▽
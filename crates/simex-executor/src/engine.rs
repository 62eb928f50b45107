//! The paper execution engine.
//!
//! Each call runs to completion: rate-limit check, signal validation,
//! simulated network latency, price discovery, then settlement against the
//! wallet as one critical section. The wallet primitive is check-then-act,
//! so the whole settlement sequence (balance check + mutation) must run
//! under the wallet mutex; engines sharing a wallet rely on that boundary
//! for the no-negative-balance invariant.

use std::sync::atomic::{AtomicU64, Ordering};
use std::sync::Arc;
use std::time::{Duration, SystemTime, UNIX_EPOCH};

use parking_lot::Mutex;
use rust_decimal::Decimal;
use tracing::{debug, info, warn};

use simex_core::{
    ExecutionOutcome, Fill, OrderBook, OrderSide, Price, RejectReason, Size, TradeSignal,
    TradingPair,
};
use simex_wallet::PaperWallet;

use crate::config::ExecutorConfig;
use crate::error::ExecutorResult;
use crate::ladder::LADDER_RUNGS;
use crate::pricing;

/// Where an execution call gets its price from.
enum PriceSource<'a> {
    Book(&'a OrderBook),
    Flat(Price),
}

/// Paper-trading execution engine.
///
/// Owns its rate-limit clock (one timestamp per instance) and settles
/// exclusively against the shared wallet. Live order submission is a
/// distinct, not-yet-specified mode and deliberately has no entry point
/// here.
pub struct PaperExecutor {
    config: ExecutorConfig,
    wallet: Arc<Mutex<PaperWallet>>,
    /// Unix-ms timestamp of the last successful settlement. Zero until the
    /// first fill.
    last_trade_ms: AtomicU64,
}

impl PaperExecutor {
    /// Create an engine over a shared wallet.
    ///
    /// Configuration problems (negative fee/slippage, inverted latency
    /// range) are fatal here, never deferred to the first call.
    pub fn new(config: ExecutorConfig, wallet: Arc<Mutex<PaperWallet>>) -> ExecutorResult<Self> {
        config.validate()?;
        info!(
            slippage_pct = %config.slippage_pct,
            fee_pct = %config.fee_pct,
            min_trade_interval_ms = config.min_trade_interval_ms,
            "Paper executor initialized"
        );
        Ok(Self {
            config,
            wallet,
            last_trade_ms: AtomicU64::new(0),
        })
    }

    fn now_ms() -> u64 {
        SystemTime::now()
            .duration_since(UNIX_EPOCH)
            .map(|d| d.as_millis() as u64)
            .unwrap_or(0)
    }

    /// Check the inter-trade throttle at the given timestamp.
    ///
    /// Does not advance the clock; only a successful settlement does.
    pub(crate) fn rate_limited_at(&self, now_ms: u64) -> bool {
        let last = self.last_trade_ms.load(Ordering::Acquire);
        now_ms.saturating_sub(last) < self.config.min_trade_interval_ms
    }

    fn touch_rate_limit(&self) {
        self.last_trade_ms.store(Self::now_ms(), Ordering::Release);
    }

    /// Execute a single order against the paper wallet.
    ///
    /// With an order book supplied the relevant side is walked for a
    /// realistic depth-weighted price; without one the signal's reference
    /// price is shifted by the configured flat slippage. Routine trading
    /// conditions come back as `ExecutionOutcome::Rejected`.
    pub async fn execute_order(
        &self,
        signal: &TradeSignal,
        pair: &TradingPair,
        amount: Size,
        book: Option<&OrderBook>,
    ) -> ExecutorResult<ExecutionOutcome> {
        if self.rate_limited_at(Self::now_ms()) {
            warn!(%pair, "Trade skipped due to rate limiting");
            return Ok(ExecutionOutcome::Rejected(RejectReason::RateLimited));
        }

        info!(side = %signal.side, %amount, %pair, "Executing order");

        let outcome = self
            .paper_fill(
                signal.side,
                pair,
                amount,
                signal.price,
                book,
                signal.strategy.clone(),
            )
            .await?;

        if outcome.is_filled() {
            self.touch_rate_limit();
        }
        Ok(outcome)
    }

    /// Execute the fixed 3-rung accumulation ladder over `total_amount`.
    ///
    /// Each rung is a resting limit order settled independently through the
    /// flat-slippage path (no book walk), so one rung failing never blocks
    /// the others. The returned sequence preserves per-rung gaps; `None`
    /// means every rung failed. A ladder with at least one fill counts as
    /// one settlement for the rate-limit clock.
    pub async fn execute_ladder(
        &self,
        signal: &TradeSignal,
        pair: &TradingPair,
        total_amount: Size,
    ) -> ExecutorResult<Option<Vec<Option<Fill>>>> {
        let Some(reference) = signal.price else {
            warn!(%pair, "Ladder order requires a reference price");
            return Ok(None);
        };
        if !total_amount.is_positive() {
            warn!(%pair, %total_amount, "Ladder order requires a positive amount");
            return Ok(None);
        }

        let mut rungs = Vec::with_capacity(LADDER_RUNGS.len());
        for (i, rung) in LADDER_RUNGS.iter().enumerate() {
            let rung_amount = rung.amount(total_amount);
            let rung_price = rung.price(reference);
            info!(
                rung = i + 1,
                amount = %rung_amount,
                price = %rung_price,
                %pair,
                "Placing ladder limit buy"
            );

            let outcome = self
                .paper_fill(
                    OrderSide::Buy,
                    pair,
                    rung_amount,
                    Some(rung_price),
                    None,
                    signal.strategy.clone(),
                )
                .await?;

            match outcome {
                ExecutionOutcome::Filled(fill) => rungs.push(Some(fill)),
                ExecutionOutcome::Rejected(reason) => {
                    warn!(rung = i + 1, %reason, "Ladder rung failed");
                    rungs.push(None);
                }
            }
        }

        if rungs.iter().all(Option::is_none) {
            return Ok(None);
        }
        self.touch_rate_limit();
        Ok(Some(rungs))
    }

    /// Price, fee and settle one order. Shared by the single-order path and
    /// each ladder rung.
    async fn paper_fill(
        &self,
        side: OrderSide,
        pair: &TradingPair,
        amount: Size,
        reference: Option<Price>,
        book: Option<&OrderBook>,
        strategy: Option<String>,
    ) -> ExecutorResult<ExecutionOutcome> {
        if !amount.is_positive() {
            warn!(%amount, "Rejecting order with non-positive amount");
            return Ok(ExecutionOutcome::Rejected(RejectReason::InvalidSignal));
        }
        let source = match (book, reference) {
            (Some(book), _) => PriceSource::Book(book),
            (None, Some(reference)) => PriceSource::Flat(reference),
            (None, None) => {
                warn!("Paper trade requires a reference price or an order book");
                return Ok(ExecutionOutcome::Rejected(RejectReason::InvalidSignal));
            }
        };

        self.simulate_latency().await;

        let exec_price = match source {
            PriceSource::Book(book) => {
                let Some(walked) = pricing::walk_book(book.side_levels(side), side, amount) else {
                    warn!(%side, %pair, "Order book side is empty, nothing to price against");
                    return Ok(ExecutionOutcome::Rejected(RejectReason::NoLiquidity));
                };
                if let Some(penalty) = walked.penalty_price {
                    warn!(
                        unfilled = %walked.unfilled,
                        penalty_price = %penalty,
                        "Order exceeds book depth, filling remainder at penalty price"
                    );
                }
                if let Some(impact) = reference.and_then(|r| walked.price.pct_from(r)) {
                    debug!(depth_impact_pct = %impact.abs(), "Book-walk price impact");
                }
                walked.price
            }
            PriceSource::Flat(reference) => {
                pricing::flat_slippage_price(reference, side, self.config.slippage_pct)
            }
        };

        self.settle(side, pair, amount, exec_price, strategy)
    }

    /// Settle a priced order against the wallet.
    ///
    /// The entire check-then-act sequence runs under the wallet mutex; there
    /// is no cancellation point inside it.
    fn settle(
        &self,
        side: OrderSide,
        pair: &TradingPair,
        amount: Size,
        exec_price: Price,
        strategy: Option<String>,
    ) -> ExecutorResult<ExecutionOutcome> {
        let gross = amount.notional(exec_price);
        let fee_frac = self.config.fee_pct / Decimal::ONE_HUNDRED;

        let mut wallet = self.wallet.lock();
        match side {
            OrderSide::Buy => {
                // Fee inflates the quote cost paid.
                let total_cost = gross * (Decimal::ONE + fee_frac);
                if !wallet.withdraw(pair.quote(), total_cost)? {
                    let available = wallet.balance_of(pair.quote());
                    warn!(
                        %pair,
                        needed = %total_cost,
                        %available,
                        "Insufficient funds for paper buy"
                    );
                    return Ok(ExecutionOutcome::Rejected(RejectReason::InsufficientFunds {
                        needed: total_cost,
                        available,
                    }));
                }
                wallet.deposit(pair.base(), amount.inner())?;
                drop(wallet);

                info!(
                    %pair,
                    %amount,
                    price = %exec_price,
                    cost = %total_cost,
                    fee_pct = %self.config.fee_pct,
                    "Paper buy filled"
                );
                Ok(ExecutionOutcome::Filled(Fill::paper(
                    pair.clone(),
                    side,
                    amount,
                    exec_price,
                    total_cost,
                    strategy,
                )))
            }
            OrderSide::Sell => {
                // Fee deflates the quote proceeds received.
                let proceeds = gross * (Decimal::ONE - fee_frac);
                if !wallet.withdraw(pair.base(), amount.inner())? {
                    let available = wallet.balance_of(pair.base());
                    warn!(
                        %pair,
                        needed = %amount,
                        %available,
                        "Insufficient funds for paper sell"
                    );
                    return Ok(ExecutionOutcome::Rejected(RejectReason::InsufficientFunds {
                        needed: amount.inner(),
                        available,
                    }));
                }
                wallet.deposit(pair.quote(), proceeds)?;
                drop(wallet);

                info!(
                    %pair,
                    %amount,
                    price = %exec_price,
                    %proceeds,
                    fee_pct = %self.config.fee_pct,
                    "Paper sell filled"
                );
                Ok(ExecutionOutcome::Filled(Fill::paper(
                    pair.clone(),
                    side,
                    amount,
                    exec_price,
                    proceeds,
                    strategy,
                )))
            }
        }
    }

    /// Sleep for a uniformly sampled network round-trip before settlement.
    ///
    /// Runs before the wallet lock is taken; settlement itself never awaits.
    async fn simulate_latency(&self) {
        let (min, max) = (self.config.latency_min_ms, self.config.latency_max_ms);
        if max == 0 {
            return;
        }
        let span = max - min;
        let ms = if span == 0 {
            min
        } else {
            min + jitter_ms() % (span + 1)
        };
        tokio::time::sleep(Duration::from_millis(ms)).await;
    }
}

/// Sample millisecond jitter from the subsecond clock.
fn jitter_ms() -> u64 {
    let nanos = SystemTime::now()
        .duration_since(UNIX_EPOCH)
        .map(|d| d.subsec_nanos())
        .unwrap_or(0);
    nanos as u64
}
△
__Exercise__:
Lines containing the word "withdraw" must all be returned from the material above.

__Output of the task__:
                if !wallet.withdraw(pair.quote(), total_cost)? {
                if !wallet.withdraw(pair.base(), amount.inner())? {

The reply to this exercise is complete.